Die Zukunft der Marke wird ab April 2026 im Kleinwagensegment entschieden. Dann startet die Bestellphase für den ID. Polo, den viele noch als Studie ID.2all kennen. VW besinnt sich endlich auf seine Wurzeln und gibt den Modellen wieder echte Namen statt nur Ziffern. Der ID. Polo soll für unter 25.000 Euro das Volumen zurückbringen. Kurz darauf folgt die SUV-Variante ID. Cross. Diese Fahrzeuge nutzen die aktualisierte MEB+ Plattform, um die Wartezeit auf die völlig neue Software-Architektur zu überbrücken. Sogar ein ID. Polo GTI mit über 220 PS steht für Ende 2026 in den Startlöchern.

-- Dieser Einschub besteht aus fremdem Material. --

//! Composite identifier used to import an existing route
//!
//! Format: `<serverId>-<routeId>`, split on the first `-`.

use std::fmt;
use std::str::FromStr;

use crate::error::Error;

/// A parsed `<serverId>-<routeId>` pair
#[derive(Debug, Clone, PartialEq, Eq, Hash)]
pub struct ImportId {
    /// Owning server
    pub server_id: String,
    /// Route on that server
    pub route_id: String,
}

impl ImportId {
    /// Build an import ID from its parts
    pub fn new(server_id: impl Into<String>, route_id: impl Into<String>) -> Self {
        Self {
            server_id: server_id.into(),
            route_id: route_id.into(),
        }
    }
}

impl FromStr for ImportId {
    type Err = Error;

    fn from_str(s: &str) -> Result<Self, Self::Err> {
        match s.split_once('-') {
            Some((server_id, route_id)) if !server_id.is_empty() && !route_id.is_empty() => {
                Ok(Self::new(server_id, route_id))
            }
            _ => Err(Error::InvalidImportId { id: s.to_string() }),
        }
    }
}

impl fmt::Display for ImportId {
    fn fmt(&self, f: &mut fmt::Formatter<'_>) -> fmt::Result {
        write!(f, "{}-{}", self.server_id, self.route_id)
    }
}
//! Error types for route reconciliation
//!
//! Errors fall into five classes:
//! - validation (malformed CIDR, malformed import identifier), raised before
//!   any remote call
//! - lookup (`ServerNotFound`, `RouteNotFound`)
//! - stop phase (`StopServer`), nothing was mutated
//! - mutation phase (`MutationFailed`), the server is left stopped
//! - start phase (`StartServer`), the mutation already took effect

use thiserror::Error;

/// Result type alias for route operations
pub type Result<T> = std::result::Result<T, Error>;

/// Core error type for route reconciliation
#[derive(Error, Debug)]
pub enum Error {
    /// Network is not in CIDR notation
    #[error("Invalid network '{network}': {reason}")]
    InvalidNetwork {
        /// The rejected value
        network: String,
        /// Why it was rejected
        reason: String,
    },

    /// Composite import identifier could not be parsed
    #[error(
        "Invalid import ID '{id}': expected <serverId>-<routeId>, \
         e.g. 60cd0be07723cf3c9114686c-60cd0be17723cf3c91146873"
    )]
    InvalidImportId {
        /// The rejected identifier
        id: String,
    },

    /// Server does not exist in the route store
    #[error("Server not found: {0}")]
    ServerNotFound(String),

    /// Route is absent from the server's route list
    #[error("Route {route_id} not found on server {server_id}")]
    RouteNotFound {
        /// Owning server
        server_id: String,
        /// Missing route
        route_id: String,
    },

    /// Route store rejected a mutation because the server is running
    #[error("Server {0} is online, routes can only be changed while it is stopped")]
    ServerOnline(String),

    /// Stopping the server failed; no mutation was attempted
    #[error("Error on stopping server {server_id}: {source}")]
    StopServer {
        /// Server that could not be stopped
        server_id: String,
        /// Underlying store error
        #[source]
        source: Box<Error>,
    },

    /// The route mutation failed after the server was stopped
    ///
    /// The server is deliberately left stopped. `was_online` tells the caller
    /// whether it was running before the guard cycle began.
    #[error("Route change on server {server_id} failed, server left stopped: {source}")]
    MutationFailed {
        /// Server the mutation targeted
        server_id: String,
        /// Whether the server was online before it was stopped
        was_online: bool,
        /// Underlying store error
        #[source]
        source: Box<Error>,
    },

    /// Restarting the server failed; the mutation already succeeded
    #[error("Error on starting server {server_id}: {source}")]
    StartServer {
        /// Server that could not be restarted
        server_id: String,
        /// Underlying store error
        #[source]
        source: Box<Error>,
    },

    /// Route store (remote API) errors
    #[error("Route store error: {0}")]
    RouteStore(String),

    /// State store-related errors
    #[error("State store error: {0}")]
    StateStore(String),

    /// Configuration errors
    #[error("Configuration error: {0}")]
    Config(String),

    /// IO errors
    #[error("IO error: {0}")]
    Io(#[from] std::io::Error),

    /// JSON serialization/deserialization errors
    #[error("JSON error: {0}")]
    Json(#[from] serde_json::Error),

    /// Generic error with context
    #[error("{0}")]
    Other(String),
}

impl Error {
    /// Create a route store error
    pub fn route_store(msg: impl Into<String>) -> Self {
        Self::RouteStore(msg.into())
    }

    /// Create a state store error
    pub fn state_store(msg: impl Into<String>) -> Self {
        Self::StateStore(msg.into())
    }

    /// Create a configuration error
    pub fn config(msg: impl Into<String>) -> Self {
        Self::Config(msg.into())
    }

    /// Create an invalid network error
    pub fn invalid_network(network: impl Into<String>, reason: impl Into<String>) -> Self {
        Self::InvalidNetwork {
            network: network.into(),
            reason: reason.into(),
        }
    }

    /// Create a "route not found" error
    pub fn route_not_found(server_id: impl Into<String>, route_id: impl Into<String>) -> Self {
        Self::RouteNotFound {
            server_id: server_id.into(),
            route_id: route_id.into(),
        }
    }

    /// True when the server or the route is missing remotely
    pub fn is_not_found(&self) -> bool {
        matches!(self, Self::ServerNotFound(_) | Self::RouteNotFound { .. })
    }

    /// True when the route change took effect even though an error is reported
    pub fn mutation_applied(&self) -> bool {
        matches!(self, Self::StartServer { .. })
    }

    /// True when a server that was running before the guard cycle is now stopped
    ///
    /// Callers that want to compensate can issue a start for these.
    pub fn needs_restart(&self) -> bool {
        matches!(
            self,
            Self::StartServer { .. } | Self::MutationFailed { was_online: true, .. }
        )
    }

    /// Server the guard cycle was operating on, if this is a guard phase error
    pub fn server_id(&self) -> Option<&str> {
        match self {
            Self::StopServer { server_id, .. }
            | Self::MutationFailed { server_id, .. }
            | Self::StartServer { server_id, .. } => Some(server_id),
            _ => None,
        }
    }
}

/// Helper for converting anyhow::Error to our Error type
impl From<anyhow::Error> for Error {
    fn from(err: anyhow::Error) -> Self {
        Self::Other(err.to_string())
    }
}
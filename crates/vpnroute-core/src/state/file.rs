// # File State Store
//
// File-based implementation of StateStore with crash recovery.
//
// ## Crash Recovery
//
// - Every change is written to `<path>.tmp` and renamed over the state file
// - The previous state file is copied to `<path>.backup` before each rename
// - A state file that fails to parse is replaced by its backup on load
//
// ## File Format
//
// ```json
// {
//   "version": "1.0",
//   "routes": {
//     "office": {
//       "id": "60cd0be17723cf3c91146873",
//       "server_id": "60cd0be07723cf3c9114686c",
//       "network": "10.10.0.0/16",
//       "comment": "office LAN",
//       "nat": true,
//       "net_gateway": false,
//       "last_refreshed": "2026-01-09T12:00:00Z"
//     }
//   }
// }
// ```

use async_trait::async_trait;
use std::collections::BTreeMap;
use std::path::{Path, PathBuf};
use std::sync::Arc;
use tokio::fs;
use tokio::io::AsyncWriteExt;
use tokio::sync::RwLock;

use crate::Error;
use crate::config::StateStoreConfig;
use crate::resource::RouteState;
use crate::traits::{StateStore, StateStoreFactory};

/// State file format version
const STATE_FILE_VERSION: &str = "1.0";

/// File-based state store
///
/// # Example
///
/// ```rust,no_run
/// use vpnroute_core::state::FileStateStore;
/// use vpnroute_core::traits::StateStore;
///
/// #[tokio::main]
/// async fn main() -> Result<(), Box<dyn std::error::Error>> {
///     let store = FileStateStore::new("/var/lib/vpnroute/state.json").await?;
///
///     for name in store.list_routes().await? {
///         println!("tracking {}", name);
///     }
///
///     Ok(())
/// }
/// ```
#[derive(Debug)]
pub struct FileStateStore {
    path: PathBuf,
    state: Arc<RwLock<FileState>>,
}

#[derive(Debug)]
struct FileState {
    routes: BTreeMap<String, RouteState>,
    dirty: bool,
}

#[derive(Debug, serde::Serialize, serde::Deserialize)]
struct StateFileFormat {
    version: String,
    routes: BTreeMap<String, RouteState>,
}

impl FileStateStore {
    /// Create or load a file state store
    ///
    /// Parent directories are created as needed. A corrupted state file is
    /// recovered from its backup; if the backup is unusable too, the store
    /// starts empty.
    pub async fn new<P: AsRef<Path>>(path: P) -> Result<Self, Error> {
        let path = path.as_ref().to_path_buf();

        if let Some(parent) = path.parent()
            && !parent.as_os_str().is_empty()
            && !fs::try_exists(parent).await?
        {
            fs::create_dir_all(parent).await.map_err(|e| {
                Error::config(format!(
                    "Failed to create state directory {}: {}",
                    parent.display(),
                    e
                ))
            })?;
        }

        let routes = Self::load_with_recovery(&path).await?;

        Ok(Self {
            path,
            state: Arc::new(RwLock::new(FileState {
                routes,
                dirty: false,
            })),
        })
    }

    async fn load_with_recovery(path: &Path) -> Result<BTreeMap<String, RouteState>, Error> {
        let parse_err = match Self::load(path).await {
            Ok(routes) => {
                tracing::debug!("Loaded {} tracked routes from {}", routes.len(), path.display());
                return Ok(routes);
            }
            Err(Error::Json(e)) => e,
            Err(e) => return Err(e),
        };

        tracing::warn!(
            "State file {} is corrupted ({}), trying backup",
            path.display(),
            parse_err
        );

        let backup = Self::backup_path(path);
        if !fs::try_exists(&backup).await? {
            tracing::warn!("No backup file found, starting with empty state");
            return Ok(BTreeMap::new());
        }

        match Self::load(&backup).await {
            Ok(routes) => {
                tracing::info!("Recovered {} tracked routes from backup", routes.len());
                if let Err(e) = fs::copy(&backup, path).await {
                    tracing::error!("Failed to restore state file from backup: {}", e);
                }
                Ok(routes)
            }
            Err(e) => {
                tracing::error!("Backup also unusable ({}), starting with empty state", e);
                Ok(BTreeMap::new())
            }
        }
    }

    async fn load(path: &Path) -> Result<BTreeMap<String, RouteState>, Error> {
        if !fs::try_exists(path).await? {
            return Ok(BTreeMap::new());
        }

        let content = fs::read_to_string(path).await.map_err(|e| {
            Error::state_store(format!("Failed to read state file {}: {}", path.display(), e))
        })?;
        let file: StateFileFormat = serde_json::from_str(&content)?;

        if file.version != STATE_FILE_VERSION {
            tracing::warn!(
                "State file version mismatch: expected {}, got {}; loading anyway",
                STATE_FILE_VERSION,
                file.version
            );
        }

        Ok(file.routes)
    }

    async fn write(&self) -> Result<(), Error> {
        let mut guard = self.state.write().await;

        let json = serde_json::to_string_pretty(&StateFileFormat {
            version: STATE_FILE_VERSION.to_string(),
            routes: guard.routes.clone(),
        })?;

        let temp = self.temp_path();
        let mut file = fs::File::create(&temp).await.map_err(|e| {
            Error::state_store(format!("Failed to create {}: {}", temp.display(), e))
        })?;
        file.write_all(json.as_bytes()).await?;
        file.flush().await?;
        drop(file);

        if fs::try_exists(&self.path).await?
            && let Err(e) = fs::copy(&self.path, Self::backup_path(&self.path)).await
        {
            tracing::warn!("Failed to create state backup: {}", e);
        }

        fs::rename(&temp, &self.path).await.map_err(|e| {
            Error::state_store(format!(
                "Failed to rename {} to {}: {}",
                temp.display(),
                self.path.display(),
                e
            ))
        })?;

        guard.dirty = false;
        tracing::trace!("State written to {}", self.path.display());
        Ok(())
    }

    fn temp_path(&self) -> PathBuf {
        self.path.with_extension("tmp")
    }

    fn backup_path(path: &Path) -> PathBuf {
        path.with_extension("backup")
    }
}

#[async_trait]
impl StateStore for FileStateStore {
    async fn get_route(&self, name: &str) -> Result<Option<RouteState>, Error> {
        Ok(self.state.read().await.routes.get(name).cloned())
    }

    async fn set_route(&self, name: &str, state: &RouteState) -> Result<(), Error> {
        {
            let mut guard = self.state.write().await;
            guard.routes.insert(name.to_string(), state.clone());
            guard.dirty = true;
        }
        self.write().await
    }

    async fn delete_route(&self, name: &str) -> Result<(), Error> {
        {
            let mut guard = self.state.write().await;
            if guard.routes.remove(name).is_none() {
                return Ok(());
            }
            guard.dirty = true;
        }
        self.write().await
    }

    async fn list_routes(&self) -> Result<Vec<String>, Error> {
        Ok(self.state.read().await.routes.keys().cloned().collect())
    }

    async fn flush(&self) -> Result<(), Error> {
        if self.state.read().await.dirty {
            self.write().await
        } else {
            Ok(())
        }
    }
}

/// Factory for the `file` state store type
pub struct FileStateStoreFactory;

#[async_trait]
impl StateStoreFactory for FileStateStoreFactory {
    async fn create(&self, config: &StateStoreConfig) -> Result<Box<dyn StateStore>, Error> {
        match config {
            StateStoreConfig::File { path } => Ok(Box::new(FileStateStore::new(path).await?)),
            _ => Err(Error::config("Invalid config for file state store")),
        }
    }
}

Volkswagen befindet sich in einer paradoxen Lage. Die Hardware überzeugt und die Verkaufszahlen in Europa steigen kräftig. Doch die Abhängigkeit von externen Partnern wie Rivian und das jahrelange Versagen der Software-Tochter Cariad bleiben ein gigantisches Risiko. Milliardeninvestitionen fließen in Systeme, die in der Praxis noch nicht stabil laufen. Der Konzern wandelt auf einem schmalen Grat zwischen Weltmarktführerschaft und technologischem Abstieg. Die kommenden Monate werden zeigen, ob der ID. Polo zum Retter wird oder ob die Software-Probleme den gesamten Zeitplan erneut sprengen.